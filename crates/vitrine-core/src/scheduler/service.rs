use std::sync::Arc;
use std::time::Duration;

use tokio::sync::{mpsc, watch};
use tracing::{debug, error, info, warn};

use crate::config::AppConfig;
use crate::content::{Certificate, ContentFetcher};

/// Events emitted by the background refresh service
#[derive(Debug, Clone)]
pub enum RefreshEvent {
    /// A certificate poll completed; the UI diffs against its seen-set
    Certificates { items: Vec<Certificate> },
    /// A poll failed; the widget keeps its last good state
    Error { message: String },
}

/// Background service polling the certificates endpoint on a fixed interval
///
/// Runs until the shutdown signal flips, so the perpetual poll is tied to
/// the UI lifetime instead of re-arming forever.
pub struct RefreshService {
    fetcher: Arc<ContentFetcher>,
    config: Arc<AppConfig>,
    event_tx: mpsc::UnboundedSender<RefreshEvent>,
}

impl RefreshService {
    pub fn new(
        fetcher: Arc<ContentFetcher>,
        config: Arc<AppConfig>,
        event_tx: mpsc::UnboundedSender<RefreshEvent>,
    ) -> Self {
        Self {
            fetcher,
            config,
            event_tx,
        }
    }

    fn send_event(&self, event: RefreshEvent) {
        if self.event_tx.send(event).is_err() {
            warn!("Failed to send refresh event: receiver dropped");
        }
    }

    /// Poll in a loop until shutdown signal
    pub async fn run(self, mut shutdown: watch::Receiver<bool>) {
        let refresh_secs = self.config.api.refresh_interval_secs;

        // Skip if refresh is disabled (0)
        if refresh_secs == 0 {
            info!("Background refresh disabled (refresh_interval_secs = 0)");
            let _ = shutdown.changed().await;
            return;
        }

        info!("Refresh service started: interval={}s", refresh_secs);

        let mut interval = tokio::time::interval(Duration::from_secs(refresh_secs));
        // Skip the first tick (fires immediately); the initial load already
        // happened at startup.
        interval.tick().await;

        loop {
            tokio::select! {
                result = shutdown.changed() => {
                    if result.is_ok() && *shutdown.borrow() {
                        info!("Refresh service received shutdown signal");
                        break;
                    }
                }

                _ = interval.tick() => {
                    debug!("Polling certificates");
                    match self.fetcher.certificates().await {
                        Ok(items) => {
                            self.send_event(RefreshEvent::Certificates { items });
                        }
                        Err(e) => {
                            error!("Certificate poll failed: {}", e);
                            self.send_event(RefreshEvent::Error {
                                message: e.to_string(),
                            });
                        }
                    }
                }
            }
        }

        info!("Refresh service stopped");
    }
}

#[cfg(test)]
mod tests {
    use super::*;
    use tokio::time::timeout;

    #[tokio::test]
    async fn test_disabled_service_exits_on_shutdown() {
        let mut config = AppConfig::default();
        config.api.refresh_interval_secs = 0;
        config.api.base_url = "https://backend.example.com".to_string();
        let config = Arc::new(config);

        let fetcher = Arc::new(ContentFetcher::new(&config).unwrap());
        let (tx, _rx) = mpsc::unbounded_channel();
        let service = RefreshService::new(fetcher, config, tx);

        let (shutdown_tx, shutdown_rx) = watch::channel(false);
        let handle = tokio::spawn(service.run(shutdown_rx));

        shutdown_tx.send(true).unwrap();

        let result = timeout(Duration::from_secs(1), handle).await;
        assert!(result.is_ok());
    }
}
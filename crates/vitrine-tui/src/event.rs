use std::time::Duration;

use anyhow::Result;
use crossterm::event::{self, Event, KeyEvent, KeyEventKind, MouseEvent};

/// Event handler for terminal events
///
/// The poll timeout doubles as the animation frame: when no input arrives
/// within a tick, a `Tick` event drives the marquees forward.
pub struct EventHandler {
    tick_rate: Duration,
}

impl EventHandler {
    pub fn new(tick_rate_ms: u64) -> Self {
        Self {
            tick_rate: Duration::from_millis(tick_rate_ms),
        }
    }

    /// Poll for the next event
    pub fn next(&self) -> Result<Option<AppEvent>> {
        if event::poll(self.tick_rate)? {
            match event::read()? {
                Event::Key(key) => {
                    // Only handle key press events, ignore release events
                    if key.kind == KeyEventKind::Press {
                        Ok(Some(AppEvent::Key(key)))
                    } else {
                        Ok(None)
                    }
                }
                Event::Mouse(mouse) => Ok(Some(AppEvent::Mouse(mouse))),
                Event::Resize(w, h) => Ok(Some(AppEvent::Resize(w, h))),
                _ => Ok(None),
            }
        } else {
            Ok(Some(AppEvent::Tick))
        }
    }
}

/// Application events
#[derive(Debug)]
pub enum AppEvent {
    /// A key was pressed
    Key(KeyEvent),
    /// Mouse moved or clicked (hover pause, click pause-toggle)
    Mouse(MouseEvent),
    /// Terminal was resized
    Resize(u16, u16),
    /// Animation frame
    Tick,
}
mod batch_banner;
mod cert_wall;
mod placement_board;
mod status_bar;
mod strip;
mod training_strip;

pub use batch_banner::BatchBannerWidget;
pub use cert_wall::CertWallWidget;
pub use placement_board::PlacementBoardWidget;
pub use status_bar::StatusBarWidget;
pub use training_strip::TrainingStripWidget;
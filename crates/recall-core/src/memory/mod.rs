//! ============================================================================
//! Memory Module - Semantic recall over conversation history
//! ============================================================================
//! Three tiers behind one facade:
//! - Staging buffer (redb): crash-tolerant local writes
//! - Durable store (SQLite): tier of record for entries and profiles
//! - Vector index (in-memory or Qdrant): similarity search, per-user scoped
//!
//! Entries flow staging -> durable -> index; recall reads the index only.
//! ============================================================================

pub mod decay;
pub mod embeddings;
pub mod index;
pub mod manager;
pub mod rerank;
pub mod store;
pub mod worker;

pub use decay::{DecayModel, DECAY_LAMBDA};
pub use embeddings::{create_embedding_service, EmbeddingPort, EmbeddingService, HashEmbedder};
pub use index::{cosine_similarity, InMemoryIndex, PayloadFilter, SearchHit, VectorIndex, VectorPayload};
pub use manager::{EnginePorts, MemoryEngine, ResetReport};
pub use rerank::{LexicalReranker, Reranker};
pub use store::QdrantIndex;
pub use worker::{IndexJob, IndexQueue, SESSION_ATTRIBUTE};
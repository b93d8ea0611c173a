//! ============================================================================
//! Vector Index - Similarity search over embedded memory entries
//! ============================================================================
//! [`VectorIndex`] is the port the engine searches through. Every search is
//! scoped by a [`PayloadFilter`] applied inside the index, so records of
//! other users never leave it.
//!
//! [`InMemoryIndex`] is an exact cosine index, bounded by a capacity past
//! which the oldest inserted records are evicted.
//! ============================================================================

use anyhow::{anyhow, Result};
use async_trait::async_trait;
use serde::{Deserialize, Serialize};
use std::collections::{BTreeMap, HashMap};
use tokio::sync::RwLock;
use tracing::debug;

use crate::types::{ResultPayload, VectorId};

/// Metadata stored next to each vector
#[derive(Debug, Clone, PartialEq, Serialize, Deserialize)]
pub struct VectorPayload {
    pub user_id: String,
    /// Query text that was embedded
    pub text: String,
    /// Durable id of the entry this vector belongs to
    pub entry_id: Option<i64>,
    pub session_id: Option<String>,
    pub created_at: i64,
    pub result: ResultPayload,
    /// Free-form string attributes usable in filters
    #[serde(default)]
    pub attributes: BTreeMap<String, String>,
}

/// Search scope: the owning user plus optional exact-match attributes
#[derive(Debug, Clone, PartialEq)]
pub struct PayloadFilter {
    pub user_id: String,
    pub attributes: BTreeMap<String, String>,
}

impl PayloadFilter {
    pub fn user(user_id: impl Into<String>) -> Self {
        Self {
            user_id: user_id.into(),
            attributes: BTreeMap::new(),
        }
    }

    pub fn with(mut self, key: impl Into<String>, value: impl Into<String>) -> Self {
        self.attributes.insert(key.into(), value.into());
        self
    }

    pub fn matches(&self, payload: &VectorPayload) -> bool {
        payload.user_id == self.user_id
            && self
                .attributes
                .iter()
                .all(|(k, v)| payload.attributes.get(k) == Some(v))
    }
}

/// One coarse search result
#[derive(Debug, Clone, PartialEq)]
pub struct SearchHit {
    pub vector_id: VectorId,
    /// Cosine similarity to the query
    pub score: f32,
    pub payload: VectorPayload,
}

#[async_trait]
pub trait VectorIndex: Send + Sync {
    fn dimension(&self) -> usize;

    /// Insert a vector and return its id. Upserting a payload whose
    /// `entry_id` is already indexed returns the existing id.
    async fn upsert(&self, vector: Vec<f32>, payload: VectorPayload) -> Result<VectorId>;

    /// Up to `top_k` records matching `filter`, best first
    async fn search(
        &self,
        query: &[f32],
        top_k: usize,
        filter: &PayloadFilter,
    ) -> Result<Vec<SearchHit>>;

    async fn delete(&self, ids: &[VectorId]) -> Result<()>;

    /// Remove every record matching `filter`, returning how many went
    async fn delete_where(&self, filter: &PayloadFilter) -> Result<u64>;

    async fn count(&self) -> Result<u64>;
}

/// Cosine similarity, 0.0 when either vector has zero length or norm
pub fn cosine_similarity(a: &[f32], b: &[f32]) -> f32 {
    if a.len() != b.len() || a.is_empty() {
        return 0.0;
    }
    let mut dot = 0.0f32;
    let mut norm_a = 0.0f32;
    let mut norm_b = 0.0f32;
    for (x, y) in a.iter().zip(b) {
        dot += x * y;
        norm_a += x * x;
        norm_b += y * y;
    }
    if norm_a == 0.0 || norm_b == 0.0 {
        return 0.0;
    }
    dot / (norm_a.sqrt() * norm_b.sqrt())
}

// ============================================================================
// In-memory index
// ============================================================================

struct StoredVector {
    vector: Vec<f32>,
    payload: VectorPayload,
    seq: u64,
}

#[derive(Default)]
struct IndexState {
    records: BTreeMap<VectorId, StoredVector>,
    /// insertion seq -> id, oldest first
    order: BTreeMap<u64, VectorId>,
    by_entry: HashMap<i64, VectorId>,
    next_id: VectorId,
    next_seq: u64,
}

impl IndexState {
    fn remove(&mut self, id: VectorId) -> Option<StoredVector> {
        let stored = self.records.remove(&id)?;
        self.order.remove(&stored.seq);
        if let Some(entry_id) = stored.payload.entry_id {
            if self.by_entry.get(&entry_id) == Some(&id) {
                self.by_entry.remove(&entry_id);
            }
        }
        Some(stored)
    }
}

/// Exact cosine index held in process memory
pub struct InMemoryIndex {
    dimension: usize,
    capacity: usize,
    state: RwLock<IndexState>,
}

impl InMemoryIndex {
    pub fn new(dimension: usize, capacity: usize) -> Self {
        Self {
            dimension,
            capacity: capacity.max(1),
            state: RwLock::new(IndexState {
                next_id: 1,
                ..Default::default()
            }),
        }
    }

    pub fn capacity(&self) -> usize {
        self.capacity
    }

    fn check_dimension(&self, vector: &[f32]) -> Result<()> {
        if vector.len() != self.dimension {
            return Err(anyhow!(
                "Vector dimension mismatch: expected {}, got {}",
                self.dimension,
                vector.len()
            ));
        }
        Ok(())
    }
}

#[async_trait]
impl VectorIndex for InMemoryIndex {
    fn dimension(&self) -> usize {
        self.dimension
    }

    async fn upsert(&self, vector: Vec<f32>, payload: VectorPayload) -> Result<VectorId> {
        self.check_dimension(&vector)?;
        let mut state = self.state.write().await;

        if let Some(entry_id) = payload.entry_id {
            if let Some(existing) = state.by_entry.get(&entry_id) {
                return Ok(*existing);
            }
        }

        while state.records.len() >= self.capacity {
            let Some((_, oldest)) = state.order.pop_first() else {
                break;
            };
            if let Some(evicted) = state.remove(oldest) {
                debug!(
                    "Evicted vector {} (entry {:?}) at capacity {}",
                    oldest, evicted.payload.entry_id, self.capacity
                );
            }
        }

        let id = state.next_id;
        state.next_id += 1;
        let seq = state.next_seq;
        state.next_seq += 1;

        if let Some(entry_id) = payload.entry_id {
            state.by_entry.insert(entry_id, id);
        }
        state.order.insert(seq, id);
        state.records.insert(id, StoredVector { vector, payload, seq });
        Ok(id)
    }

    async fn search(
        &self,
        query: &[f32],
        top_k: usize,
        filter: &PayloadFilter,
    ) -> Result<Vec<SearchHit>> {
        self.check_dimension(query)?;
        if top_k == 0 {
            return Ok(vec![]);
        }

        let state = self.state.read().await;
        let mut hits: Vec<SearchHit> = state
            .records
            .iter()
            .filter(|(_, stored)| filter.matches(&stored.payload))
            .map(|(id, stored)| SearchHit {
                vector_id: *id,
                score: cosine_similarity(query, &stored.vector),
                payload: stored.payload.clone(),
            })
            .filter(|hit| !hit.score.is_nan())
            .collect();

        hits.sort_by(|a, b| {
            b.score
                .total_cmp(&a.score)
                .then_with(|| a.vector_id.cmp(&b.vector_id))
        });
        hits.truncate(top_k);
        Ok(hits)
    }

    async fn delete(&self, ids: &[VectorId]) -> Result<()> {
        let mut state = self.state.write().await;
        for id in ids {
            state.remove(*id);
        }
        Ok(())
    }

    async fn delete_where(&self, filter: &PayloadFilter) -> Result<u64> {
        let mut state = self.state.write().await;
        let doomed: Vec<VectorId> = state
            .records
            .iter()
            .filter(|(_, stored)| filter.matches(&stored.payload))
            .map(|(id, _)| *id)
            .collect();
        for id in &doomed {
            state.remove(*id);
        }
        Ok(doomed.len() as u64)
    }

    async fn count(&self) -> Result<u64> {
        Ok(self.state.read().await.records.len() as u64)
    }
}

◆ ◆ ◆ ◆ ◆

▸ **AIM OF THE EXERCISE**:
Wherever the word "RwLock" appears in the data, return the whole line.

▸ **ANSWER SECTION**:
use tokio::sync::RwLock;
    state: RwLock<IndexState>,
            state: RwLock::new(IndexState {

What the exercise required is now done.